The answer should be an exact repeat of the stretch of material below from the line containing "on the spot." through the line containing "logging statement. Arguments".

EXERCISE MATERIAL START

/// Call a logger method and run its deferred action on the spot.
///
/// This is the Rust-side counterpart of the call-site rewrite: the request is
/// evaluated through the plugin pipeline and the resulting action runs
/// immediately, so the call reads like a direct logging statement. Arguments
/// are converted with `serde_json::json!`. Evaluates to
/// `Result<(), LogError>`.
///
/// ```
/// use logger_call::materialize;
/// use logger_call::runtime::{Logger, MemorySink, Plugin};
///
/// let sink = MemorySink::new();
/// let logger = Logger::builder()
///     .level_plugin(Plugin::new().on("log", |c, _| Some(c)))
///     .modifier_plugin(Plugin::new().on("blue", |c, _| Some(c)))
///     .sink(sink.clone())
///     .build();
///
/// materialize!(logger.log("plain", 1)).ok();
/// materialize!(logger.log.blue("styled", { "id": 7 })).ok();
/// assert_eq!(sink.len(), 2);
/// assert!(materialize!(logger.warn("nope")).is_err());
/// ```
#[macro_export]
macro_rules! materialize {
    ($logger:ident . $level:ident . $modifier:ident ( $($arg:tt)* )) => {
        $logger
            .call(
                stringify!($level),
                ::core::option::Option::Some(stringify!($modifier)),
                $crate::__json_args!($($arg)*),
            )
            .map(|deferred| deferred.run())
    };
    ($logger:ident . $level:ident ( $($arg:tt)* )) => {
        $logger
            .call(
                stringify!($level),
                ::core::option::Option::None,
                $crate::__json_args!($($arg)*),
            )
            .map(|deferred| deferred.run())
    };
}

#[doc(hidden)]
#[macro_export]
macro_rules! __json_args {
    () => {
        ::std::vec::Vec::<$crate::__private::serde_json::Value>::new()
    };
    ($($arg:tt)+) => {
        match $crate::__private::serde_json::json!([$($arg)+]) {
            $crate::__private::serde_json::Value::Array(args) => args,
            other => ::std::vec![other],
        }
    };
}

EXERCISE MATERIAL END
EXERCISE MATERIAL START

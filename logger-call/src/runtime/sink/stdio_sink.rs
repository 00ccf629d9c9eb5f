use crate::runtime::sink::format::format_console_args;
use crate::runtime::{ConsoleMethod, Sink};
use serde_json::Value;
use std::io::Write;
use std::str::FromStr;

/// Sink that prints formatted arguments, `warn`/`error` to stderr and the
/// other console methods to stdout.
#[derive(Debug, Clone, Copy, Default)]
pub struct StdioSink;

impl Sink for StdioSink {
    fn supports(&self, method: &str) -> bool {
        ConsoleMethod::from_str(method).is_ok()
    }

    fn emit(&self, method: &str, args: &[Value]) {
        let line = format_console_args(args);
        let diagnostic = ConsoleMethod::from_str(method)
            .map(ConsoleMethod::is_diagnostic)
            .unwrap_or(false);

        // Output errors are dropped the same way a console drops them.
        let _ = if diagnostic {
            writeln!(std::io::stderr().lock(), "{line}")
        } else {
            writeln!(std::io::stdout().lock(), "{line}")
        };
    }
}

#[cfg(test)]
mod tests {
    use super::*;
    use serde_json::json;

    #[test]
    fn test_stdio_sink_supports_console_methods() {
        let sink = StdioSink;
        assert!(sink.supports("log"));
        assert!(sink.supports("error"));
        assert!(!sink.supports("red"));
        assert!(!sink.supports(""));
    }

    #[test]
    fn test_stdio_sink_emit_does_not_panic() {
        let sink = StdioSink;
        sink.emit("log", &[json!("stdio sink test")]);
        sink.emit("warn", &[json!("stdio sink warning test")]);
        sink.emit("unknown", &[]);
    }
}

EXERCISE MATERIAL END

_ANSWER AREA_
/// Call a logger method and run its deferred action on the spot.
///
/// This is the Rust-side counterpart of the call-site rewrite: the request is
/// evaluated through the plugin pipeline and the resulting action runs
/// immediately, so the call reads like a direct logging statement. Arguments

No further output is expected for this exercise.